Aprovechando que el tipo se encogió de dolor, Verónica giró y le acomodó otra patada en la cara, dejándolo por fin tirado en el suelo.
Se acercó para rematarlo con una patada más y, de paso, le bolseó las llaves de la camioneta.
Con el empujón, Estefanía había chocado contra una mesa vieja en el pasillo, pero como Verónica usó maña y no fuerza bruta, solo se golpeó un poco, sin lastimarse de verdad.
—¿Estás bien? ¿Te vas a volver a hacer la chistosa? —Verónica fue a tomarla de la mano—. Córrele.
—No, ya no lo vuelvo a hacer —Estefanía estaba totalmente convencida de la autoridad de Verónica y obedeció sin chistar, sin perder un segundo.
Verónica siguió el camino por donde llegaron y sacó a Estefanía de la bodega abandonada.
La otra chica no había ido muy lejos; se había escondido entre los matorrales. Al verlas salir sanas y salvas, gritó:
—¡Hermana!
—¿Estás bien?
Al ver que ella tampoco estaba herida, Verónica respiró aliviada. Llevó a las dos chicas corriendo hacia la camioneta en la que la habían traído.

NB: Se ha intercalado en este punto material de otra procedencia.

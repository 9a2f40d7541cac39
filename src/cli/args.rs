//! Command-line argument definitions for the bulletin processor
//!
//! This module defines the complete CLI interface using the clap derive API.

use crate::{Error, Result};
use clap::{Parser, Subcommand, ValueEnum};
use std::path::PathBuf;

/// CLI arguments for the bulletin processor
///
/// Parses pigeon racing result bulletins (Data Technology style TXT exports)
/// into structured race and result records ready for import into a
/// record-keeping service.
#[derive(Debug, Clone, Parser)]
#[command(
    name = "bulletin-processor",
    version,
    about = "Parse pigeon racing result bulletins into structured race and result records",
    long_about = "Parses the semi-structured, multi-language (Dutch/French) plain-text result \
                  bulletins produced by third-party timing systems. Recovers race metadata and \
                  per-finisher result records with best-effort heuristics, reports parse \
                  statistics, and exports clean batches for downstream storage."
)]
pub struct Args {
    #[command(subcommand)]
    pub command: Option<Commands>,
}

/// Available subcommands for the bulletin processor
#[derive(Debug, Clone, Subcommand)]
pub enum Commands {
    /// Parse one or more bulletin files (main command)
    Parse(ParseArgs),
    /// Inspect a ring roster file
    Rings(RingsArgs),
}

/// Arguments for the parse command
#[derive(Debug, Clone, Parser)]
pub struct ParseArgs {
    /// Bulletin files or glob patterns to parse
    ///
    /// Each argument may be a file path or a glob pattern like
    /// 'uploads/*.txt'. Files are parsed independently in the order given.
    #[arg(
        value_name = "FILES",
        required = true,
        help = "Bulletin files or glob patterns to parse"
    )]
    pub inputs: Vec<String>,

    /// Ring roster file for link reporting
    ///
    /// Plain-text file with one ring number per line ('#' starts a comment).
    /// When given, the summary reports how many parsed results belong to a
    /// registered bird. Results are never filtered by registration.
    #[arg(
        short = 'r',
        long = "rings-file",
        value_name = "FILE",
        help = "Ring roster file for reporting linkable results"
    )]
    pub rings_file: Option<PathBuf>,

    /// Output file for parsed records (JSON)
    ///
    /// If not specified, records are only summarized on stdout.
    #[arg(
        short = 'o',
        long = "output-file",
        value_name = "FILE",
        help = "Write parsed races and results as JSON to this file"
    )]
    pub output_file: Option<PathBuf>,

    /// Output format for the summary
    #[arg(
        long = "output-format",
        value_enum,
        default_value = "human",
        help = "Output format for the parse summary"
    )]
    pub output_format: OutputFormat,

    /// Logging verbosity level
    #[arg(
        short = 'v',
        long = "verbose",
        action = clap::ArgAction::Count,
        help = "Increase logging verbosity (-v: info, -vv: debug, -vvv: trace)"
    )]
    pub verbose: u8,

    /// Suppress output (quiet mode)
    ///
    /// Only show errors and critical messages. Overrides verbose settings.
    #[arg(
        short = 'q',
        long = "quiet",
        help = "Suppress output except errors",
        conflicts_with = "verbose"
    )]
    pub quiet: bool,
}

/// Arguments for the rings command (roster inspection)
#[derive(Debug, Clone, Parser)]
pub struct RingsArgs {
    /// Ring roster file to inspect
    #[arg(value_name = "FILE", help = "Ring roster file to inspect")]
    pub rings_file: PathBuf,

    /// Output format for the roster report
    #[arg(
        long = "format",
        value_enum,
        default_value = "human",
        help = "Output format for the roster report"
    )]
    pub output_format: OutputFormat,

    /// Include the full ring listing in the report
    #[arg(long = "detailed", help = "Include full ring listing in report")]
    pub detailed: bool,

    /// Enable verbose logging output
    #[arg(
        short = 'v',
        long = "verbose",
        action = clap::ArgAction::Count,
        help = "Enable verbose logging (-v: info, -vv: debug, -vvv: trace)"
    )]
    pub verbose: u8,
}

/// Output format options for machine-readable results
#[derive(Debug, Clone, Copy, PartialEq, Eq, ValueEnum)]
pub enum OutputFormat {
    /// Human-readable output
    Human,
    /// JSON format for scripting
    Json,
}

impl Args {
    /// Get the command if one was specified
    pub fn get_command(&self) -> Commands {
        self.command
            .clone()
            .expect("Command should be present when get_command() is called")
    }
}

impl ParseArgs {
    /// Validate the parse command arguments for consistency
    pub fn validate(&self) -> Result<()> {
        if self.inputs.is_empty() {
            return Err(Error::configuration(
                "At least one bulletin file must be given".to_string(),
            ));
        }

        // Validate rings file exists if specified
        if let Some(rings_file) = &self.rings_file {
            if !rings_file.exists() {
                return Err(Error::configuration(format!(
                    "Rings file does not exist: {}",
                    rings_file.display()
                )));
            }
        }

        // Validate output file directory exists if specified
        if let Some(output_file) = &self.output_file {
            if let Some(parent) = output_file.parent() {
                if !parent.as_os_str().is_empty() && !parent.exists() {
                    return Err(Error::configuration(format!(
                        "Output file directory does not exist: {}",
                        parent.display()
                    )));
                }
            }
        }

        Ok(())
    }

    /// Determine the appropriate log level based on verbosity flags
    pub fn get_log_level(&self) -> &'static str {
        if self.quiet {
            "error"
        } else {
            match self.verbose {
                0 => "warn",
                1 => "info",
                2 => "debug",
                _ => "trace",
            }
        }
    }

    /// Check if we should show progress bars (not in quiet mode)
    pub fn show_progress(&self) -> bool {
        !self.quiet
    }
}

impl RingsArgs {
    /// Validate the rings command arguments
    pub fn validate(&self) -> Result<()> {
        if !self.rings_file.exists() {
            return Err(Error::configuration(format!(
                "Rings file does not exist: {}",
                self.rings_file.display()
            )));
        }

        Ok(())
    }

    /// Determine the appropriate log level based on verbosity flags
    pub fn get_log_level(&self) -> &'static str {
        match self.verbose {
            0 => "warn",
            1 => "info",
            2 => "debug",
            _ => "trace",
        }
    }
}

Tenía las llaves en la mano; en cuanto subieran, podría sacarlas de ese infierno.
Sin embargo, justo cuando iban a abrir la puerta, dos luces altas y cegadoras les dieron de lleno.
Verónica tuvo que taparse los ojos un buen rato por el encandilamiento, hasta que distinguió que estaban rodeadas por decenas de pandilleros.
El líder era un joven vestido con ropa de marca de pies a cabeza, peinado hacia atrás con mucho gel y hablando con un tono prepotente y vulgar:
—¿Órale? Qué novedad. Nunca una chava se le había escapado a mis tres lugartenientes. Son las primeras, eh.
—Tengo miedo —Estefanía, aunque no veía, ya había deducido por las risas y los pasos que estaban rodeadas.
—Yo también —la otra chica temblaba detrás de Verónica.
—Tranquilas —Verónica le dio unas palmaditas a Estefanía en la mano para calmarla y miró con firmeza al líder—: Tú eres el tal junior Vázquez, ¿no? Aimar te pagó por agarrarme, ¿verdad? Te doy el triple. No, cinco veces más. O ponle tú el precio.